● **Working data**
BEGIN
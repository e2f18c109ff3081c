//! Reporter - diagnostic accumulation with fatal short-circuiting.
//!
//! Passes report diagnostics into a `Reporter` and propagate `Fatal` with
//! `?` when a diagnostic stops the current module. The driver checks
//! `has_fatal` at the end and renders everything in source order.

use std::collections::BTreeMap;

use colored::Colorize;

use crate::diagnostics::{Diagnostic, Severity};
use crate::position::LineMap;

/// Marker error: a fatal diagnostic was reported.
///
/// The diagnostic itself lives in the `Reporter`; `Fatal` only unwinds the
/// current computation. It carries no payload on purpose.
#[derive(Debug, Clone, Copy, PartialEq, Eq)]
pub struct Fatal;

impl std::fmt::Display for Fatal {
    fn fmt(&self, f: &mut std::fmt::Formatter<'_>) -> std::fmt::Result {
        write!(f, "fatal diagnostic reported")
    }
}

impl std::error::Error for Fatal {}

/// Result alias used by every compiler pass.
pub type Result<T> = std::result::Result<T, Fatal>;

/// Accumulates diagnostics for the whole compilation.
#[derive(Debug, Default)]
pub struct Reporter {
    diagnostics: Vec<Diagnostic>,
    fatal: bool,
}

impl Reporter {
    #[must_use]
    pub fn new() -> Self {
        Reporter::default()
    }

    /// Record a non-fatal diagnostic.
    pub fn report(&mut self, diagnostic: Diagnostic) {
        self.diagnostics.push(diagnostic);
    }

    /// Record a diagnostic and signal a fatal stop for the current module.
    pub fn report_fatal(&mut self, diagnostic: Diagnostic) -> Fatal {
        self.diagnostics.push(diagnostic);
        self.fatal = true;
        Fatal
    }

    /// Whether any fatal diagnostic has been reported.
    #[must_use]
    pub fn has_fatal(&self) -> bool {
        self.fatal
    }

    #[must_use]
    pub fn diagnostics(&self) -> &[Diagnostic] {
        &self.diagnostics
    }

    #[must_use]
    pub fn error_count(&self) -> usize {
        self.diagnostics
            .iter()
            .filter(|d| d.severity == Severity::Error)
            .count()
    }

    /// Render all diagnostics, sorted by file and source position.
    ///
    /// `sources` maps file paths to their text; files present in the map get
    /// a source snippet with a caret line under the offending span. `pretty`
    /// adds color; the plain format is `file:line:col: severity: message`.
    #[must_use]
    pub fn render(&self, sources: &BTreeMap<String, String>, pretty: bool) -> String {
        let mut sorted: Vec<&Diagnostic> = self.diagnostics.iter().collect();
        sorted.sort_by(|a, b| (&a.file, a.span.start).cmp(&(&b.file, b.span.start)));

        let mut out = String::new();
        for diagnostic in sorted {
            render_one(&mut out, diagnostic, sources.get(&diagnostic.file), pretty);
        }
        out
    }
}

fn render_one(out: &mut String, diagnostic: &Diagnostic, source: Option<&String>, pretty: bool) {
    let (line, col, snippet) = match source {
        Some(text) if !diagnostic.span.is_dummy() => {
            let map = LineMap::build(text);
            let (line, col) = map.position(diagnostic.span.start);
            let snippet = code_frame(text, &map, diagnostic, line, col, pretty);
            (line + 1, col + 1, Some(snippet))
        }
        _ => (0, 0, None),
    };

    let severity = if pretty {
        match diagnostic.severity {
            Severity::Error => diagnostic.severity.to_string().red().bold().to_string(),
            Severity::Warning => diagnostic.severity.to_string().yellow().bold().to_string(),
            Severity::Info => diagnostic.severity.to_string().cyan().to_string(),
        }
    } else {
        diagnostic.severity.to_string()
    };

    if line == 0 {
        out.push_str(&format!(
            "{}: {}: {}\n",
            diagnostic.file, severity, diagnostic.message
        ));
    } else {
        out.push_str(&format!(
            "{}:{}:{}: {}: {}\n",
            diagnostic.file, line, col, severity, diagnostic.message
        ));
    }
    if let Some(snippet) = snippet {
        out.push_str(&snippet);
    }
    out.push('\n');
}

/// One source line with a caret marker under the diagnostic's span.
fn code_frame(
    text: &str,
    map: &LineMap,
    diagnostic: &Diagnostic,
    line: usize,
    col: usize,
    pretty: bool,
) -> String {
    let line_text = map.line_text(text, line);
    let gutter = format!("{:>4} | ", line + 1);

    // Caret width covers the span, clamped to the end of the line.
    let span_len = diagnostic.span.len().max(1) as usize;
    let width = span_len.min(line_text.len().saturating_sub(col).max(1));
    let marker = format!("{}{}", " ".repeat(col), "^".repeat(width));
    let marker = if pretty {
        match diagnostic.severity {
            Severity::Error => marker.red().bold().to_string(),
            Severity::Warning => marker.yellow().bold().to_string(),
            Severity::Info => marker.cyan().to_string(),
        }
    } else {
        marker
    };

    format!(
        "{gutter}{line_text}\n{empty:>width$}{marker}\n",
        empty = "| ",
        width = gutter.len(),
    )
}

#[cfg(test)]
#[path = "tests/reporter.rs"]
mod tests;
END
● **Try it**
When the material above is given again, every line must match it exactly.

● **Reply to the task**
repository e2f18c109ff3081c
//! Reporter - diagnostic accumulation with fatal short-circuiting.
//!
//! Passes report diagnostics into a `Reporter` and propagate `Fatal` with
//! `?` when a diagnostic stops the current module. The driver checks
//! `has_fatal` at the end and renders everything in source order.

use std::collections::BTreeMap;

use colored::Colorize;

use crate::diagnostics::{Diagnostic, Severity};
use crate::position::LineMap;

/// Marker error: a fatal diagnostic was reported.
///
/// The diagnostic itself lives in the `Reporter`; `Fatal` only unwinds the
/// current computation. It carries no payload on purpose.
#[derive(Debug, Clone, Copy, PartialEq, Eq)]
pub struct Fatal;

impl std::fmt::Display for Fatal {
    fn fmt(&self, f: &mut std::fmt::Formatter<'_>) -> std::fmt::Result {
        write!(f, "fatal diagnostic reported")
    }
}

impl std::error::Error for Fatal {}

/// Result alias used by every compiler pass.
pub type Result<T> = std::result::Result<T, Fatal>;

/// Accumulates diagnostics for the whole compilation.
#[derive(Debug, Default)]
pub struct Reporter {
    diagnostics: Vec<Diagnostic>,
    fatal: bool,
}

impl Reporter {
    #[must_use]
    pub fn new() -> Self {
        Reporter::default()
    }

    /// Record a non-fatal diagnostic.
    pub fn report(&mut self, diagnostic: Diagnostic) {
        self.diagnostics.push(diagnostic);
    }

    /// Record a diagnostic and signal a fatal stop for the current module.
    pub fn report_fatal(&mut self, diagnostic: Diagnostic) -> Fatal {
        self.diagnostics.push(diagnostic);
        self.fatal = true;
        Fatal
    }

    /// Whether any fatal diagnostic has been reported.
    #[must_use]
    pub fn has_fatal(&self) -> bool {
        self.fatal
    }

    #[must_use]
    pub fn diagnostics(&self) -> &[Diagnostic] {
        &self.diagnostics
    }

    #[must_use]
    pub fn error_count(&self) -> usize {
        self.diagnostics
            .iter()
            .filter(|d| d.severity == Severity::Error)
            .count()
    }

    /// Render all diagnostics, sorted by file and source position.
    ///
    /// `sources` maps file paths to their text; files present in the map get
    /// a source snippet with a caret line under the offending span. `pretty`
    /// adds color; the plain format is `file:line:col: severity: message`.
    #[must_use]
    pub fn render(&self, sources: &BTreeMap<String, String>, pretty: bool) -> String {
        let mut sorted: Vec<&Diagnostic> = self.diagnostics.iter().collect();
        sorted.sort_by(|a, b| (&a.file, a.span.start).cmp(&(&b.file, b.span.start)));

        let mut out = String::new();
        for diagnostic in sorted {
            render_one(&mut out, diagnostic, sources.get(&diagnostic.file), pretty);
        }
        out
    }
}

fn render_one(out: &mut String, diagnostic: &Diagnostic, source: Option<&String>, pretty: bool) {
    let (line, col, snippet) = match source {
        Some(text) if !diagnostic.span.is_dummy() => {
            let map = LineMap::build(text);
            let (line, col) = map.position(diagnostic.span.start);
            let snippet = code_frame(text, &map, diagnostic, line, col, pretty);
            (line + 1, col + 1, Some(snippet))
        }
        _ => (0, 0, None),
    };

    let severity = if pretty {
        match diagnostic.severity {
            Severity::Error => diagnostic.severity.to_string().red().bold().to_string(),
            Severity::Warning => diagnostic.severity.to_string().yellow().bold().to_string(),
            Severity::Info => diagnostic.severity.to_string().cyan().to_string(),
        }
    } else {
        diagnostic.severity.to_string()
    };

    if line == 0 {
        out.push_str(&format!(
            "{}: {}: {}\n",
            diagnostic.file, severity, diagnostic.message
        ));
    } else {
        out.push_str(&format!(
            "{}:{}:{}: {}: {}\n",
            diagnostic.file, line, col, severity, diagnostic.message
        ));
    }
    if let Some(snippet) = snippet {
        out.push_str(&snippet);
    }
    out.push('\n');
}

/// One source line with a caret marker under the diagnostic's span.
fn code_frame(
    text: &str,
    map: &LineMap,
    diagnostic: &Diagnostic,
    line: usize,
    col: usize,
    pretty: bool,
) -> String {
    let line_text = map.line_text(text, line);
    let gutter = format!("{:>4} | ", line + 1);

    // Caret width covers the span, clamped to the end of the line.
    let span_len = diagnostic.span.len().max(1) as usize;
    let width = span_len.min(line_text.len().saturating_sub(col).max(1));
    let marker = format!("{}{}", " ".repeat(col), "^".repeat(width));
    let marker = if pretty {
        match diagnostic.severity {
            Severity::Error => marker.red().bold().to_string(),
            Severity::Warning => marker.yellow().bold().to_string(),
            Severity::Info => marker.cyan().to_string(),
        }
    } else {
        marker
    };

    format!(
        "{gutter}{line_text}\n{empty:>width$}{marker}\n",
        empty = "| ",
        width = gutter.len(),
    )
}

#[cfg(test)]
#[path = "tests/reporter.rs"]
mod tests;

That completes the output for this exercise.